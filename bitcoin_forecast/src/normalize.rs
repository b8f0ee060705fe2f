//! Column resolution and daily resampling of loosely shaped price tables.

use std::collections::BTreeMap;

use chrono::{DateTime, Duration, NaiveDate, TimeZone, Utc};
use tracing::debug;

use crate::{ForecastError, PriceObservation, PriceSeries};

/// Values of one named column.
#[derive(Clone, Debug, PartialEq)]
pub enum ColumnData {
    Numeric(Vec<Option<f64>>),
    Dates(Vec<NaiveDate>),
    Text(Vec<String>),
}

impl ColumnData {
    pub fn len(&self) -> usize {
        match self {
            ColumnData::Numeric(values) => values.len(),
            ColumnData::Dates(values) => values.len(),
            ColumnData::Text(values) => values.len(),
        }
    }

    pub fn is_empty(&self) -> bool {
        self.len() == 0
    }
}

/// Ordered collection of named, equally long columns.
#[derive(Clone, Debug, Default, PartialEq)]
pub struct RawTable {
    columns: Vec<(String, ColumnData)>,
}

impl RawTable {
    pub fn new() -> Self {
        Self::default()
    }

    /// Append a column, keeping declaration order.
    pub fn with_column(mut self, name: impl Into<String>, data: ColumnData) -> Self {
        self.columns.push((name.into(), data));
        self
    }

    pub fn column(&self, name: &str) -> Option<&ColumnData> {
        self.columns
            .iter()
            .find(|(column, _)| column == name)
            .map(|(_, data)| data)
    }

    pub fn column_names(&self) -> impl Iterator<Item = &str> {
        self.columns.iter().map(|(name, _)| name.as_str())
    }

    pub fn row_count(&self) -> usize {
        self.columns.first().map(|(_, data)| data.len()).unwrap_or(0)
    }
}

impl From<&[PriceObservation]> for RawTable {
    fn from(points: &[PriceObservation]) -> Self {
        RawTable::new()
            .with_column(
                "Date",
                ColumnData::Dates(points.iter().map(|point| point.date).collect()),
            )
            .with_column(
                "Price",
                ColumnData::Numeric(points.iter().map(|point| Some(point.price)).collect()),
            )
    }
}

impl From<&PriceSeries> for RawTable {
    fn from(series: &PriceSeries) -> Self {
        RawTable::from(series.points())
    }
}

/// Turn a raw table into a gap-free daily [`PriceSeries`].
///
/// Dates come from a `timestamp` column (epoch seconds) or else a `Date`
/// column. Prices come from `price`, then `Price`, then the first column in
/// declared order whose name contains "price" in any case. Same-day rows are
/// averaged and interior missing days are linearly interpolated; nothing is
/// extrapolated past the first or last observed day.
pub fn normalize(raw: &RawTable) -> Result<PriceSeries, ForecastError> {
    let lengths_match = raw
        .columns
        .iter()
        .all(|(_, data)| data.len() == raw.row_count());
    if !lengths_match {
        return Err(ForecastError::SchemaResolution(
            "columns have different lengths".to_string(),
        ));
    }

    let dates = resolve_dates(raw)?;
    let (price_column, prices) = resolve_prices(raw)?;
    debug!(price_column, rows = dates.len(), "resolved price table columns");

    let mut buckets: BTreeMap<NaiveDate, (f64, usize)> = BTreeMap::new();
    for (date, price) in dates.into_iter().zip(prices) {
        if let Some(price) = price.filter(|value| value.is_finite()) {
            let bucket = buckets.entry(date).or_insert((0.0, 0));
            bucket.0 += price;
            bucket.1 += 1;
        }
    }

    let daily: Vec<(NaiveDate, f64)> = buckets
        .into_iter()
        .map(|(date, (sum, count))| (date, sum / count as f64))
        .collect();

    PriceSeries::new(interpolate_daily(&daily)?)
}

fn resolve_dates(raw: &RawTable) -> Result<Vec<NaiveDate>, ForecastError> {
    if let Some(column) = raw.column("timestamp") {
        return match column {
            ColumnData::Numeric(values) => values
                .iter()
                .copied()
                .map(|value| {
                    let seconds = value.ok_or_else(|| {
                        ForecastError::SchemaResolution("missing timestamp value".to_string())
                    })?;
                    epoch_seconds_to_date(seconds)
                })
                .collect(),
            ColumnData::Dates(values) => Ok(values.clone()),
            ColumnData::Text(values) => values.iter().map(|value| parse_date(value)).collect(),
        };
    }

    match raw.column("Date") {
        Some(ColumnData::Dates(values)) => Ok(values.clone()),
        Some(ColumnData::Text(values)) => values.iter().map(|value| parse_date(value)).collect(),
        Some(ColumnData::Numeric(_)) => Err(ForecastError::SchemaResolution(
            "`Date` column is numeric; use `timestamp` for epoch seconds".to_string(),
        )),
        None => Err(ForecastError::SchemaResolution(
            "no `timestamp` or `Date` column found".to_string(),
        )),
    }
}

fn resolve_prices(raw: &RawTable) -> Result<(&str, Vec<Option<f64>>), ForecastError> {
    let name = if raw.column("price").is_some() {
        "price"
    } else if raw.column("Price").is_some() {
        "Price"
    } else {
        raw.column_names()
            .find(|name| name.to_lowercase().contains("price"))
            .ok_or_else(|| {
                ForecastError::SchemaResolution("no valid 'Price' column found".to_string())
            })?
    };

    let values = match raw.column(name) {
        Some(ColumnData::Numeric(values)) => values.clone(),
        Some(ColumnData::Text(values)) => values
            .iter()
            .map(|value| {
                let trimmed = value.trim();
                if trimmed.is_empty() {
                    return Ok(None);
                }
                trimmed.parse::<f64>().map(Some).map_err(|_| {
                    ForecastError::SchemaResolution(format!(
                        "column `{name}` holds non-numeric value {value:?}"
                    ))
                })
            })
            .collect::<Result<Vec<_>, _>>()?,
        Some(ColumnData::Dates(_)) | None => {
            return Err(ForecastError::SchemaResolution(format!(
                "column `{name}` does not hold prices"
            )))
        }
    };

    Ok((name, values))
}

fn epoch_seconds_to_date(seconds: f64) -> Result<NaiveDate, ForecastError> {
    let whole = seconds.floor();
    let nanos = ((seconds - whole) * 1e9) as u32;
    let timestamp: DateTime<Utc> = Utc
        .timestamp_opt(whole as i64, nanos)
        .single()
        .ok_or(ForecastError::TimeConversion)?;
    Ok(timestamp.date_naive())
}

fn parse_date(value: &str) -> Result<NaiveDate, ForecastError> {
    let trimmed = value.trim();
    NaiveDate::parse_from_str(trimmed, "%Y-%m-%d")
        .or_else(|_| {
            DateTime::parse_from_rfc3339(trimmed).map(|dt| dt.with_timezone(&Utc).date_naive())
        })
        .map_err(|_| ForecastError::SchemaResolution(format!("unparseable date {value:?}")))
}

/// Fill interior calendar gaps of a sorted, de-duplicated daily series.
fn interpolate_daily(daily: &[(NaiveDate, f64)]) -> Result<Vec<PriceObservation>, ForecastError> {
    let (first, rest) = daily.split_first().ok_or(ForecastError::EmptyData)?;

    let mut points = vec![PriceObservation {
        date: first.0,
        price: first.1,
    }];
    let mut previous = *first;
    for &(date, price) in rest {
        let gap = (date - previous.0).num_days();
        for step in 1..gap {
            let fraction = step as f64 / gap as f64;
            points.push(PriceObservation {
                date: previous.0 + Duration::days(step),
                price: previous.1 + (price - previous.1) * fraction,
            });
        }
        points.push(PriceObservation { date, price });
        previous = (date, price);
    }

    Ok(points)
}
::::::
◆ TO DO ◆
Could you retype each record exactly as it appears?

◆ TASK SOLUTION ◆
filename bitcoin_forecast/src/normalize.rs
repository b8f0ee060705fe2f
//! Column resolution and daily resampling of loosely shaped price tables.

use std::collections::BTreeMap;

use chrono::{DateTime, Duration, NaiveDate, TimeZone, Utc};
use tracing::debug;

use crate::{ForecastError, PriceObservation, PriceSeries};

/// Values of one named column.
#[derive(Clone, Debug, PartialEq)]
pub enum ColumnData {
    Numeric(Vec<Option<f64>>),
    Dates(Vec<NaiveDate>),
    Text(Vec<String>),
}

impl ColumnData {
    pub fn len(&self) -> usize {
        match self {
            ColumnData::Numeric(values) => values.len(),
            ColumnData::Dates(values) => values.len(),
            ColumnData::Text(values) => values.len(),
        }
    }

    pub fn is_empty(&self) -> bool {
        self.len() == 0
    }
}

/// Ordered collection of named, equally long columns.
#[derive(Clone, Debug, Default, PartialEq)]
pub struct RawTable {
    columns: Vec<(String, ColumnData)>,
}

impl RawTable {
    pub fn new() -> Self {
        Self::default()
    }

    /// Append a column, keeping declaration order.
    pub fn with_column(mut self, name: impl Into<String>, data: ColumnData) -> Self {
        self.columns.push((name.into(), data));
        self
    }

    pub fn column(&self, name: &str) -> Option<&ColumnData> {
        self.columns
            .iter()
            .find(|(column, _)| column == name)
            .map(|(_, data)| data)
    }

    pub fn column_names(&self) -> impl Iterator<Item = &str> {
        self.columns.iter().map(|(name, _)| name.as_str())
    }

    pub fn row_count(&self) -> usize {
        self.columns.first().map(|(_, data)| data.len()).unwrap_or(0)
    }
}

impl From<&[PriceObservation]> for RawTable {
    fn from(points: &[PriceObservation]) -> Self {
        RawTable::new()
            .with_column(
                "Date",
                ColumnData::Dates(points.iter().map(|point| point.date).collect()),
            )
            .with_column(
                "Price",
                ColumnData::Numeric(points.iter().map(|point| Some(point.price)).collect()),
            )
    }
}

impl From<&PriceSeries> for RawTable {
    fn from(series: &PriceSeries) -> Self {
        RawTable::from(series.points())
    }
}

/// Turn a raw table into a gap-free daily [`PriceSeries`].
///
/// Dates come from a `timestamp` column (epoch seconds) or else a `Date`
/// column. Prices come from `price`, then `Price`, then the first column in
/// declared order whose name contains "price" in any case. Same-day rows are
/// averaged and interior missing days are linearly interpolated; nothing is
/// extrapolated past the first or last observed day.
pub fn normalize(raw: &RawTable) -> Result<PriceSeries, ForecastError> {
    let lengths_match = raw
        .columns
        .iter()
        .all(|(_, data)| data.len() == raw.row_count());
    if !lengths_match {
        return Err(ForecastError::SchemaResolution(
            "columns have different lengths".to_string(),
        ));
    }

    let dates = resolve_dates(raw)?;
    let (price_column, prices) = resolve_prices(raw)?;
    debug!(price_column, rows = dates.len(), "resolved price table columns");

    let mut buckets: BTreeMap<NaiveDate, (f64, usize)> = BTreeMap::new();
    for (date, price) in dates.into_iter().zip(prices) {
        if let Some(price) = price.filter(|value| value.is_finite()) {
            let bucket = buckets.entry(date).or_insert((0.0, 0));
            bucket.0 += price;
            bucket.1 += 1;
        }
    }

    let daily: Vec<(NaiveDate, f64)> = buckets
        .into_iter()
        .map(|(date, (sum, count))| (date, sum / count as f64))
        .collect();

    PriceSeries::new(interpolate_daily(&daily)?)
}

fn resolve_dates(raw: &RawTable) -> Result<Vec<NaiveDate>, ForecastError> {
    if let Some(column) = raw.column("timestamp") {
        return match column {
            ColumnData::Numeric(values) => values
                .iter()
                .copied()
                .map(|value| {
                    let seconds = value.ok_or_else(|| {
                        ForecastError::SchemaResolution("missing timestamp value".to_string())
                    })?;
                    epoch_seconds_to_date(seconds)
                })
                .collect(),
            ColumnData::Dates(values) => Ok(values.clone()),
            ColumnData::Text(values) => values.iter().map(|value| parse_date(value)).collect(),
        };
    }

    match raw.column("Date") {
        Some(ColumnData::Dates(values)) => Ok(values.clone()),
        Some(ColumnData::Text(values)) => values.iter().map(|value| parse_date(value)).collect(),
        Some(ColumnData::Numeric(_)) => Err(ForecastError::SchemaResolution(
            "`Date` column is numeric; use `timestamp` for epoch seconds".to_string(),
        )),
        None => Err(ForecastError::SchemaResolution(
            "no `timestamp` or `Date` column found".to_string(),
        )),
    }
}

fn resolve_prices(raw: &RawTable) -> Result<(&str, Vec<Option<f64>>), ForecastError> {
    let name = if raw.column("price").is_some() {
        "price"
    } else if raw.column("Price").is_some() {
        "Price"
    } else {
        raw.column_names()
            .find(|name| name.to_lowercase().contains("price"))
            .ok_or_else(|| {
                ForecastError::SchemaResolution("no valid 'Price' column found".to_string())
            })?
    };

    let values = match raw.column(name) {
        Some(ColumnData::Numeric(values)) => values.clone(),
        Some(ColumnData::Text(values)) => values
            .iter()
            .map(|value| {
                let trimmed = value.trim();
                if trimmed.is_empty() {
                    return Ok(None);
                }
                trimmed.parse::<f64>().map(Some).map_err(|_| {
                    ForecastError::SchemaResolution(format!(
                        "column `{name}` holds non-numeric value {value:?}"
                    ))
                })
            })
            .collect::<Result<Vec<_>, _>>()?,
        Some(ColumnData::Dates(_)) | None => {
            return Err(ForecastError::SchemaResolution(format!(
                "column `{name}` does not hold prices"
            )))
        }
    };

    Ok((name, values))
}

fn epoch_seconds_to_date(seconds: f64) -> Result<NaiveDate, ForecastError> {
    let whole = seconds.floor();
    let nanos = ((seconds - whole) * 1e9) as u32;
    let timestamp: DateTime<Utc> = Utc
        .timestamp_opt(whole as i64, nanos)
        .single()
        .ok_or(ForecastError::TimeConversion)?;
    Ok(timestamp.date_naive())
}

fn parse_date(value: &str) -> Result<NaiveDate, ForecastError> {
    let trimmed = value.trim();
    NaiveDate::parse_from_str(trimmed, "%Y-%m-%d")
        .or_else(|_| {
            DateTime::parse_from_rfc3339(trimmed).map(|dt| dt.with_timezone(&Utc).date_naive())
        })
        .map_err(|_| ForecastError::SchemaResolution(format!("unparseable date {value:?}")))
}

/// Fill interior calendar gaps of a sorted, de-duplicated daily series.
fn interpolate_daily(daily: &[(NaiveDate, f64)]) -> Result<Vec<PriceObservation>, ForecastError> {
    let (first, rest) = daily.split_first().ok_or(ForecastError::EmptyData)?;

    let mut points = vec![PriceObservation {
        date: first.0,
        price: first.1,
    }];
    let mut previous = *first;
    for &(date, price) in rest {
        let gap = (date - previous.0).num_days();
        for step in 1..gap {
            let fraction = step as f64 / gap as f64;
            points.push(PriceObservation {
                date: previous.0 + Duration::days(step),
                price: previous.1 + (price - previous.1) * fraction,
            });
        }
        points.push(PriceObservation { date, price });
        previous = (date, price);
    }

    Ok(points)
}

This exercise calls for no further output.